Reference Count Contributions per Object

import sys

alice_record = {"name": "Alice", "scores": [85, 90, 88]}
data = {"users": [alice_record], "config": {}}

# alice_record is referenced by:
# 1. The name 'alice_record' in this scope
# 2. data["users"][0] (the list inside "users" holds a reference)
print(sys.getrefcount(alice_record))   # 3 (alice_record, list[0], getrefcount arg)

# The scores list is referenced by:
# 1. alice_record["scores"]
scores = alice_record["scores"]
print(sys.getrefcount(scores))   # 3 (scores local name, alice_record["scores"], getrefcount arg)

Part 10 - Slices Create New Objects; Generators Do Not

Understanding whether an operation creates a new object or shares the existing one is crucial for memory analysis.

import sys

# Python list slices CREATE new list objects
original = [1, 2, 3, 4, 5]
sliced = original[1:4]

print(original is sliced)   # False - new list object
print(id(original) == id(sliced))   # False

# But the ELEMENTS are shared (shallow copy)
print(original[1] is sliced[0])   # True - same integer object (small int cache)

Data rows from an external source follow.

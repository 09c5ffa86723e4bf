use super::types::MindMapError;

pub const MIN_SCALE: f64 = 0.1;
pub const MAX_SCALE: f64 = 2.0;
pub const ZOOM_SENSITIVITY: f64 = 0.001;

#[derive(Clone, Debug, PartialEq)]
pub struct ZoomConfig {
	pub min_scale: f64,
	pub max_scale: f64,
	/// Scale change per unit of wheel delta.
	pub sensitivity: f64,
}

impl Default for ZoomConfig {
	fn default() -> Self {
		Self {
			min_scale: MIN_SCALE,
			max_scale: MAX_SCALE,
			sensitivity: ZOOM_SENSITIVITY,
		}
	}
}

impl ZoomConfig {
	pub fn with_bounds(self, min_scale: f64, max_scale: f64) -> Result<Self, MindMapError> {
		if !(min_scale > 0.0 && min_scale <= max_scale && max_scale.is_finite()) {
			return Err(MindMapError::InvalidZoomBounds {
				min: min_scale,
				max: max_scale,
			});
		}
		Ok(Self {
			min_scale,
			max_scale,
			..self
		})
	}
}

/// Pan/zoom transform: `screen = world * scale + offset`.
#[derive(Clone, Copy, Debug, PartialEq)]
pub struct ViewportState {
	pub offset_x: f64,
	pub offset_y: f64,
	pub scale: f64,
}

impl Default for ViewportState {
	fn default() -> Self {
		Self {
			offset_x: 0.0,
			offset_y: 0.0,
			scale: 1.0,
		}
	}
}

impl ViewportState {
	pub fn screen_to_world(&self, sx: f64, sy: f64) -> (f64, f64) {
		(
			(sx - self.offset_x) / self.scale,
			(sy - self.offset_y) / self.scale,
		)
	}

	pub fn world_to_screen(&self, wx: f64, wy: f64) -> (f64, f64) {
		(
			wx * self.scale + self.offset_x,
			wy * self.scale + self.offset_y,
		)
	}
}

#[derive(Clone, Debug, Default)]
pub struct PanState {
	pub active: bool,
	pub start_x: f64,
	pub start_y: f64,
	pub offset_start_x: f64,
	pub offset_start_y: f64,
}

#[derive(Clone, Debug, Default)]
pub struct ViewportController {
	pub state: ViewportState,
	pub pan: PanState,
	pub zoom: ZoomConfig,
}

impl ViewportController {
	pub fn new(zoom: ZoomConfig) -> Self {
		Self {
			zoom,
			..Self::default()
		}
	}

	pub fn is_panning(&self) -> bool {
		self.pan.active
	}

	pub fn begin_pan(&mut self, sx: f64, sy: f64) {
		self.pan = PanState {
			active: true,
			start_x: sx,
			start_y: sy,
			offset_start_x: self.state.offset_x,
			offset_start_y: self.state.offset_y,
		};
	}

	/// Moves the view with the pointer. Returns false when no pan is active.
	pub fn pan_to(&mut self, sx: f64, sy: f64) -> bool {
		if !self.pan.active {
			return false;
		}
		self.state.offset_x = self.pan.offset_start_x + (sx - self.pan.start_x);
		self.state.offset_y = self.pan.offset_start_y + (sy - self.pan.start_y);
		true
	}

	pub fn end_pan(&mut self) {
		self.pan.active = false;
	}

	/// Applies one wheel step, keeping the world point under `(sx, sy)` fixed.
	pub fn wheel(&mut self, delta_y: f64, sx: f64, sy: f64) {
		let current = self.state.scale;
		let new_k = (current - delta_y * self.zoom.sensitivity)
			.clamp(self.zoom.min_scale, self.zoom.max_scale);
		if !new_k.is_finite() || new_k == current {
			return;
		}
		let ratio = new_k / current;
		self.state.offset_x = sx - (sx - self.state.offset_x) * ratio;
		self.state.offset_y = sy - (sy - self.state.offset_y) * ratio;
		self.state.scale = new_k;
	}
}

#[cfg(test)]
mod tests {
	use super::*;

	#[test]
	fn pan_accumulates_pointer_delta() {
		let mut vp = ViewportController::default();
		assert!(!vp.pan_to(10.0, 10.0));

		vp.begin_pan(100.0, 100.0);
		assert!(vp.pan_to(130.0, 80.0));
		assert_eq!((vp.state.offset_x, vp.state.offset_y), (30.0, -20.0));
		vp.end_pan();

		vp.begin_pan(0.0, 0.0);
		vp.pan_to(5.0, 5.0);
		assert_eq!((vp.state.offset_x, vp.state.offset_y), (35.0, -15.0));
		vp.end_pan();
		assert!(!vp.is_panning());
	}

	#[test]
	fn wheel_scale_stays_clamped() {
		let mut vp = ViewportController::default();
		for delta in [-5000.0, 120.0, 9000.0, -0.5, -250.0, 1e9, -1e9, 3.0] {
			vp.wheel(delta, 400.0, 300.0);
			assert!(
				(MIN_SCALE..=MAX_SCALE).contains(&vp.state.scale),
				"scale {} escaped after delta {}",
				vp.state.scale,
				delta
			);
		}
	}

	#[test]
	fn wheel_zoom_is_inverse_scroll() {
		let mut vp = ViewportController::default();
		vp.wheel(-100.0, 0.0, 0.0);
		assert!((vp.state.scale - 1.1).abs() < 1e-9);
		vp.wheel(200.0, 0.0, 0.0);
		assert!((vp.state.scale - 0.9).abs() < 1e-9);
	}

	#[test]
	fn wheel_zoom_keeps_point_under_cursor() {
		let mut vp = ViewportController::default();
		vp.state.offset_x = 40.0;
		vp.state.offset_y = -25.0;
		let before = vp.state.screen_to_world(320.0, 240.0);
		vp.wheel(-300.0, 320.0, 240.0);
		let after = vp.state.screen_to_world(320.0, 240.0);
		assert!((before.0 - after.0).abs() < 1e-9);
		assert!((before.1 - after.1).abs() < 1e-9);
	}

	#[test]
	fn screen_world_conversions_are_inverse() {
		let state = ViewportState {
			offset_x: 12.0,
			offset_y: -7.0,
			scale: 0.5,
		};
		let (wx, wy) = state.screen_to_world(100.0, 50.0);
		assert_eq!((wx, wy), (176.0, 114.0));
		assert_eq!(state.world_to_screen(wx, wy), (100.0, 50.0));
	}

	#[test]
	fn rejects_inverted_zoom_bounds() {
		assert!(ZoomConfig::default().with_bounds(0.5, 3.0).is_ok());
		assert_eq!(
			ZoomConfig::default().with_bounds(2.0, 1.0),
			Err(MindMapError::InvalidZoomBounds { min: 2.0, max: 1.0 })
		);
		assert!(ZoomConfig::default().with_bounds(0.0, 1.0).is_err());
	}
}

# Modifying the slice does NOT affect original (for immutable elements)
sliced[0] = 99
print(original)   # [1, 2, 3, 4, 5] - unchanged
print(sliced)     # [99, 3, 4]

# Generator expressions do NOT create a new collection
original_data = range(1_000_000)

# This creates NO new object until iterated
gen = (x * x for x in original_data)
print(sys.getsizeof(gen))   # ~200 bytes - just the generator state

# vs list comprehension - creates the full list immediately
lst = [x * x for x in original_data]
print(sys.getsizeof(lst))   # ~8+ MB

NumPy Views vs Python Copies

import numpy as np

# CRITICAL DIFFERENCE: NumPy slices are VIEWS, not copies
arr = np.array([1, 2, 3, 4, 5])
view = arr[1:4]   # Creates a VIEW of the same memory

print(np.shares_memory(arr, view))   # True - same underlying buffer!

view[0] = 99
print(arr)   # [ 1 99  3  4  5] - original modified through the view!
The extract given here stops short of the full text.